Why We Tie Nimbu Mirchi On Saturdays?

March 30, 2015, In: Mythological, Traditions

“You never know what worse luck your bad luck has saved you from”- this famous quote is by Cormac McCarthy. We are all believers in luck. The perception of good luck and bad luck is deeply embedded in our Indian traditions which have given rise to many superstitions. One of them is tying nimbu mirchi on Saturdays.

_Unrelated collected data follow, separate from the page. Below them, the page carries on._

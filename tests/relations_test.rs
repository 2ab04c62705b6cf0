//! Reference scenarios for the relations engine, through the public API.

use analytic3::algebra::rotate;
use analytic3::{
    line_line_distance, line_plane_intersection, line_plane_projection, plane_plane_intersection,
    point_line_distance, point_line_projection, point_plane_distance, point_plane_projection,
    Line, LinePlaneIntersection, Plane, Vec3,
};
use approx::{assert_abs_diff_eq, assert_relative_eq};
use std::f64::consts::FRAC_PI_2;

fn init() {
    let _ = env_logger::builder().is_test(true).try_init();
}

#[test]
fn test_point_line_scenario() {
    let line = Line::new(Vec3::new(0.0, 3.0, 0.0), Vec3::new(2.0, 0.0, 2.0));
    let p = Vec3::new(4.0, 3.0, 0.0);

    assert_abs_diff_eq!(point_line_projection(p, &line), Vec3::new(2.0, 3.0, 2.0));
    assert_relative_eq!(point_line_distance(p, &line), 8.0_f64.sqrt(), epsilon = 1e-12);

    // rescaling the direction changes nothing
    let scaled = Line::new(line.anchor(), line.direction() * -7.5);
    assert_abs_diff_eq!(point_line_projection(p, &scaled), Vec3::new(2.0, 3.0, 2.0));
}

#[test]
fn test_point_plane_scenario() {
    let plane = Plane::new(Vec3::new(0.0, 5.0, 0.0), 4.0);

    let projected = point_plane_projection(Vec3::new(1.0, 0.0, 4.0), &plane);
    assert_abs_diff_eq!(projected, Vec3::new(1.0, 4.0, 4.0));
    let distance = point_plane_distance(Vec3::new(2.0, 9.0, 1.0), &plane);
    assert_relative_eq!(distance, 5.0, epsilon = 1e-12);
}

#[test]
fn test_line_plane_intersection_scenarios() {
    init();
    let plane = Plane::new(Vec3::new(0.0, 5.0, 0.0), 4.0);

    let crossing = Line::new(Vec3::new(4.0, 2.0, 0.0), Vec3::new(0.0, 2.0, 3.0));
    match line_plane_intersection(&crossing, &plane) {
        LinePlaneIntersection::Point(p) => assert_abs_diff_eq!(p, Vec3::new(4.0, 4.0, 3.0)),
        other => panic!("expected a point, got {:?}", other),
    }

    let lying = Line::new(Vec3::new(1.0, 4.0, 0.0), Vec3::new(2.0, 0.0, 2.0));
    match line_plane_intersection(&lying, &plane) {
        LinePlaneIntersection::Line(line) => assert_eq!(line, lying),
        other => panic!("expected the line itself, got {:?}", other),
    }

    let parallel = Line::new(Vec3::new(1.0, 6.0, 0.0), Vec3::new(2.0, 0.0, 2.0));
    assert_eq!(line_plane_intersection(&parallel, &plane), LinePlaneIntersection::Disjoint);
}

#[test]
fn test_line_line_distance_scenarios() {
    init();
    let a = Line::new(Vec3::new(3.0, 2.0, 4.0), Vec3::new(2.0, 1.0, 0.0));
    let b = Line::new(Vec3::new(2.0, 3.0, 2.0), Vec3::new(1.0, 2.0, 0.0));
    assert_relative_eq!(line_line_distance(&a, &b), 2.0, epsilon = 1e-12);

    let a = Line::new(Vec3::new(3.0, 2.0, 3.0), Vec3::new(2.0, 1.0, 0.0));
    let b = Line::new(Vec3::new(2.0, 3.0, 3.0), Vec3::new(1.0, 2.0, 0.0));
    assert_abs_diff_eq!(line_line_distance(&a, &b), 0.0, epsilon = 1e-12);
}

#[test]
fn test_rotate_scenario() {
    let r = rotate(Vec3::new(1.0, 2.0, 3.0), Vec3::new(2.0, 0.0, 0.0), FRAC_PI_2);
    assert_abs_diff_eq!(r, Vec3::new(1.0, -3.0, 2.0));
}

#[test]
fn test_projected_line_lies_in_plane() {
    init();
    let plane = Plane::new(Vec3::new(1.0, 2.0, 2.0), 6.0);
    let line = Line::new(Vec3::new(-4.0, 1.0, 9.0), Vec3::new(3.0, 0.0, -1.0));

    let projected = line_plane_projection(&line, &plane);
    assert!(plane.contains(projected.anchor()));
    assert!(plane.contains(projected.point_at(3.0)));
    assert!(matches!(
        line_plane_intersection(&projected, &plane),
        LinePlaneIntersection::Line(_)
    ));
}

#[test]
fn test_plane_plane_intersection_general() {
    init();
    let a = Plane::new(Vec3::new(1.0, 1.0, 0.0), 2.0_f64.sqrt());
    let b = Plane::new(Vec3::new(0.0, 3.0, 4.0), 10.0);

    let line = plane_plane_intersection(&a, &b).unwrap();
    assert_abs_diff_eq!(line.direction(), a.normal().cross(&b.normal()));
    for t in [-2.0, 0.0, 0.5, 4.0] {
        let p = line.point_at(t);
        assert!(a.contains(p), "{:?} not on {:?}", p, a);
        assert!(b.contains(p), "{:?} not on {:?}", p, b);
    }
}

#[test]
fn test_plane_plane_intersection_nearly_parallel() {
    init();
    // two faces of a thin wedge, normals far from unit length
    let a = Plane::new(Vec3::new(0.0, 0.0, 100.0), 1.0);
    let b = Plane::new(Vec3::new(0.0, 1e-3, 100.0), 1.0);

    let line = plane_plane_intersection(&a, &b).expect("wedge faces meet");
    assert_abs_diff_eq!(line.direction(), Vec3::new(-0.1, 0.0, 0.0));
    for t in [-10.0, 0.0, 10.0] {
        let p = line.point_at(t);
        assert!(a.contains(p), "{:?} not on {:?}", p, a);
        assert!(b.contains(p), "{:?} not on {:?}", p, b);
    }
}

It is a common sight in any Indian house that a lemon (nimbu) is tied along with seven (chilli) at the entrance of a door, inside of our cars or at the back of any vehicle. Seven green chillies and a lemon tied on a thread and hung outside the door is believed to ward off the evil eye of Alakshmi who is the evil sister of Goddess Lakshmi. Alakshmi is considered inauspicious and is believed to bring misery and poverty.

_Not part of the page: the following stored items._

//! Vector algebra over [`Vec3`].
//!
//! Free functions, all pure and total. Degenerate inputs (zero vectors)
//! have defined results rather than failing: [`norm`] of a zero vector is
//! the zero vector, and so is any [`project`] onto a zero axis.

use crate::gp::Vec3;
use crate::precision;

/// Component-wise approximate equality within [`precision::EPSILON`].
#[inline]
pub fn eq(a: Vec3, b: Vec3) -> bool {
    precision::is_close(a.x(), b.x())
        && precision::is_close(a.y(), b.y())
        && precision::is_close(a.z(), b.z())
}

#[inline]
pub fn add(a: Vec3, b: Vec3) -> Vec3 {
    Vec3::new(a.x() + b.x(), a.y() + b.y(), a.z() + b.z())
}

#[inline]
pub fn sub(a: Vec3, b: Vec3) -> Vec3 {
    Vec3::new(a.x() - b.x(), a.y() - b.y(), a.z() - b.z())
}

/// Scales `v` by `k`.
#[inline]
pub fn mul(v: Vec3, k: f64) -> Vec3 {
    Vec3::new(v.x() * k, v.y() * k, v.z() * k)
}

#[inline]
pub fn neg(v: Vec3) -> Vec3 {
    mul(v, -1.0)
}

#[inline]
pub fn pos(v: Vec3) -> Vec3 {
    mul(v, 1.0)
}

#[inline]
pub fn dot(a: Vec3, b: Vec3) -> f64 {
    a.x() * b.x() + a.y() * b.y() + a.z() * b.z()
}

/// Euclidean length.
#[inline]
pub fn len(v: Vec3) -> f64 {
    dot(v, v).sqrt()
}

/// True if the squared length is approximately zero.
#[inline]
pub fn is_zero(v: Vec3) -> bool {
    precision::is_zero(dot(v, v))
}

/// True if the squared length is approximately one.
#[inline]
pub fn is_unit(v: Vec3) -> bool {
    precision::is_close(dot(v, v), 1.0)
}

/// Returns `v` scaled to unit length, or the zero vector if `v` has
/// approximately zero length.
pub fn norm(v: Vec3) -> Vec3 {
    let length = len(v);
    if precision::is_zero(length) {
        return Vec3::ZERO;
    }
    mul(v, 1.0 / length)
}

#[inline]
pub fn cross(a: Vec3, b: Vec3) -> Vec3 {
    Vec3::new(
        a.y() * b.z() - a.z() * b.y(),
        a.z() * b.x() - a.x() * b.z(),
        a.x() * b.y() - a.y() * b.x(),
    )
}

/// Angle between `a` and `b` in radians, in `[0, PI]`.
///
/// The cosine is clamped to `[-1, 1]` before `acos`, so rounding error on
/// (anti)parallel inputs cannot produce NaN. If either vector is zero the
/// cosine is zero and the result is `PI / 2`.
pub fn angle(a: Vec3, b: Vec3) -> f64 {
    dot(norm(a), norm(b)).clamp(-1.0, 1.0).acos()
}

#[inline]
pub fn orthogonal(a: Vec3, b: Vec3) -> bool {
    precision::is_zero(dot(a, b))
}

#[inline]
pub fn collinear(a: Vec3, b: Vec3) -> bool {
    is_zero(cross(a, b))
}

/// Rotates `v` about `axis` by `angle` radians (right-hand rule).
///
/// Rodrigues' formula written out as the rotation matrix
/// `R = cI + s[k]x + t kk^T` with `k = norm(axis)`, `c = cos`, `s = sin`,
/// `t = 1 - c`. `axis` does not need to be unit length.
pub fn rotate(v: Vec3, axis: Vec3, angle: f64) -> Vec3 {
    let (s, c) = angle.sin_cos();
    let t = 1.0 - c;
    let k = norm(axis);
    let (x, y, z) = (k.x(), k.y(), k.z());

    Vec3::new(
        v.x() * (x * x * t + c) + v.y() * (x * y * t - z * s) + v.z() * (x * z * t + y * s),
        v.x() * (y * x * t + z * s) + v.y() * (y * y * t + c) + v.z() * (y * z * t - x * s),
        v.x() * (z * x * t - y * s) + v.y() * (z * y * t + x * s) + v.z() * (z * z * t + c),
    )
}

/// Component of `v` along `axis`: `norm(axis) * dot(v, norm(axis))`.
/// Zero when `axis` is approximately zero.
pub fn project(v: Vec3, axis: Vec3) -> Vec3 {
    let unit = norm(axis);
    mul(unit, dot(v, unit))
}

There is a story that once both the sisters Lakshmi and Alaskhmi came to a merchant’s house and asked him to describe how beautiful each looked. The merchant very diplomatically handled the situation. He bowed to each of them and replied “Jyeshtha (elder sister) Alakshmi looks beautiful as she is seen going from inside of the house to the outside and Kanishtha (younger sister) Lakshmi also looks beautiful as she is seen entering the house from outside to the inside.” Thus Alakshmi who is believed to bring poverty and misery looks good when she leaves a person’s house and to ward her off, nimbu and mirch are tied outside of the entrance. Lemon or nimbu is supposed to be ‘pitta-shamak’ according to ayurveda, which is supposed to reduce anger, irritation and chilly or mirchi by their hot nature are tamasic /rajasic. So if Alakshmi consumes the essence of the chillies, the lemon is sure to decrease her anger too. Thus she would leave the house.

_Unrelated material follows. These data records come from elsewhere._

//! Line in 3D space.
//!
//! An infinite line through an anchor point along a direction vector:
//! `{ anchor + t * direction : t in R }`.

use serde::{Deserialize, Serialize};

use super::Vec3;
use crate::algebra;
use crate::precision::{self, Tolerance};
use crate::{GeomError, Result};

/// An infinite line in 3D space.
///
/// The direction does not have to be unit length, but it must not be
/// zero. [`Line::new`] does not check this; use [`Line::try_new`] for
/// untrusted input.
#[derive(Clone, Copy, Debug, Serialize, Deserialize)]
pub struct Line {
    anchor: Vec3,
    direction: Vec3,
}

impl Line {
    /// The X axis.
    pub const OX: Line = Line::new(Vec3::ZERO, Vec3::X_UNIT);
    /// The Y axis.
    pub const OY: Line = Line::new(Vec3::ZERO, Vec3::Y_UNIT);
    /// The Z axis.
    pub const OZ: Line = Line::new(Vec3::ZERO, Vec3::Z_UNIT);

    /// Creates a line through `anchor` along `direction`.
    #[inline]
    pub const fn new(anchor: Vec3, direction: Vec3) -> Self {
        Self { anchor, direction }
    }

    /// Creates a line, rejecting an approximately zero direction.
    pub fn try_new(anchor: Vec3, direction: Vec3) -> Result<Self> {
        if algebra::is_zero(direction) {
            return Err(GeomError::DegenerateDirection);
        }
        Ok(Self::new(anchor, direction))
    }

    /// Creates the line through `a` and `b`, anchored at `a`.
    pub fn from_points(a: Vec3, b: Vec3) -> Result<Self> {
        Self::try_new(a, algebra::sub(b, a))
    }

    #[inline]
    pub const fn anchor(&self) -> Vec3 {
        self.anchor
    }

    #[inline]
    pub const fn direction(&self) -> Vec3 {
        self.direction
    }

    /// Returns `anchor + t * direction`.
    #[inline]
    pub fn point_at(&self, t: f64) -> Vec3 {
        algebra::add(self.anchor, algebra::mul(self.direction, t))
    }

    /// Returns true if `p` is within [`precision::EPSILON`] of the line,
    /// matching [`super::Plane::contains`].
    pub fn contains(&self, p: Vec3) -> bool {
        let offset = algebra::sub(p, self.anchor);
        let unit = algebra::norm(self.direction);
        precision::is_zero(algebra::len(algebra::cross(offset, unit)))
    }

    /// Equality of anchor and direction within a caller-supplied tolerance.
    ///
    /// This compares representations, not point sets: two lines covering
    /// the same points with different anchors are not equal.
    pub fn is_equal(&self, other: &Line, tolerance: &Tolerance) -> bool {
        self.anchor.is_equal(&other.anchor, tolerance)
            && self.direction.is_equal(&other.direction, tolerance)
    }
}

/// Approximate equality of anchor and direction.
#[inline]
pub fn eq_line(a: &Line, b: &Line) -> bool {
    algebra::eq(a.anchor, b.anchor) && algebra::eq(a.direction, b.direction)
}

impl PartialEq for Line {
    #[inline]
    fn eq(&self, other: &Line) -> bool {
        eq_line(self, other)
    }
}
//! Precision constants and tolerance configuration.
//!
//! Every "approximately equal" test in the crate goes through this module.
//! Comparisons are absolute: two reals are close when `|a - b| < epsilon`.

use serde::{Deserialize, Serialize};

use crate::{GeomError, Result};

/// Absolute tolerance for all geometric comparisons.
/// Value: 1.0e-8
pub const EPSILON: f64 = 1.0e-8;

/// Returns true if `a` and `b` differ by less than [`EPSILON`].
#[inline]
pub fn is_close(a: f64, b: f64) -> bool {
    (a - b).abs() < EPSILON
}

/// Returns true if `value` is within [`EPSILON`] of zero.
#[inline]
pub fn is_zero(value: f64) -> bool {
    is_close(value, 0.0)
}

/// A validated comparison tolerance.
///
/// Deserializes from `{"epsilon": 1e-6}`; a missing field falls back to
/// [`EPSILON`]. Deserialization goes through [`Tolerance::new`], so a
/// non-positive or non-finite value is rejected there.
#[derive(Clone, Copy, Debug, PartialEq, Serialize, Deserialize)]
#[serde(try_from = "RawTolerance")]
pub struct Tolerance {
    epsilon: f64,
}

/// Unchecked wire form of [`Tolerance`].
#[derive(Deserialize)]
struct RawTolerance {
    #[serde(default = "default_epsilon")]
    epsilon: f64,
}

fn default_epsilon() -> f64 {
    EPSILON
}

impl TryFrom<RawTolerance> for Tolerance {
    type Error = GeomError;

    fn try_from(raw: RawTolerance) -> Result<Self> {
        Tolerance::new(raw.epsilon)
    }
}

impl Tolerance {
    /// Creates a tolerance. Fails unless `epsilon` is finite and strictly
    /// positive.
    pub fn new(epsilon: f64) -> Result<Self> {
        if !epsilon.is_finite() || epsilon <= 0.0 {
            return Err(GeomError::InvalidTolerance(epsilon));
        }
        Ok(Self { epsilon })
    }

    #[inline]
    pub const fn epsilon(&self) -> f64 {
        self.epsilon
    }

    #[inline]
    pub fn is_close(&self, a: f64, b: f64) -> bool {
        (a - b).abs() < self.epsilon
    }

    #[inline]
    pub fn is_zero(&self, value: f64) -> bool {
        self.is_close(value, 0.0)
    }
}

impl Default for Tolerance {
    fn default() -> Self {
        Self { epsilon: EPSILON }
    }
}

#[cfg(test)]
mod tests {
    use super::*;

    #[test]
    fn test_precision_values() {
        assert_eq!(EPSILON, 1.0e-8);
        assert_eq!(Tolerance::default().epsilon(), EPSILON);
    }

    #[test]
    fn test_is_close() {
        assert!(is_close(1.0, 1.0 + 1e-9));
        assert!(!is_close(1.0, 1.0 + 1e-7));
        assert!(is_zero(-5e-9));
        assert!(!is_zero(2e-8));
    }

    #[test]
    fn test_tolerance_rejects_bad_values() {
        assert!(Tolerance::new(0.0).is_err());
        assert!(Tolerance::new(-1e-3).is_err());
        assert!(Tolerance::new(f64::NAN).is_err());
        assert!(Tolerance::new(f64::INFINITY).is_err());
    }

    #[test]
    fn test_custom_tolerance() {
        let tol = Tolerance::new(1e-3).unwrap();
        assert!(tol.is_close(2.0, 2.0005));
        assert!(!tol.is_close(2.0, 2.002));
        assert!(tol.is_zero(1e-4));
    }
}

According to another belief, wherever Lakshmi goes, Alakshmi comes along. Lakshmi likes fruits and sweets as offerings, and so in Lakshmi puja sweets and fruits are offered to the Goddess inviting her to stay in the house. Alakshmi, on the other hand likes sour and spicy food like nimbu and mirchi. So if nimbu and mirchi is hung outside the house, Alakshmi takes the offering and does not come inside the house. Thus to get rid of the evil eye of Alakshmi, nimbu mirchi is tied outside of any entrance.

This nimbu mirchi remedy also known as Nazar Battu. It is changed every Friday night and a new one is tied on every Saturday morning. The old Nazar Battu is thrown away somewhere far from the house or office so that the evil cannot find the location of the house.

These are some of the beliefs or stories related to why we tie nimbu mirchi on Saturdays.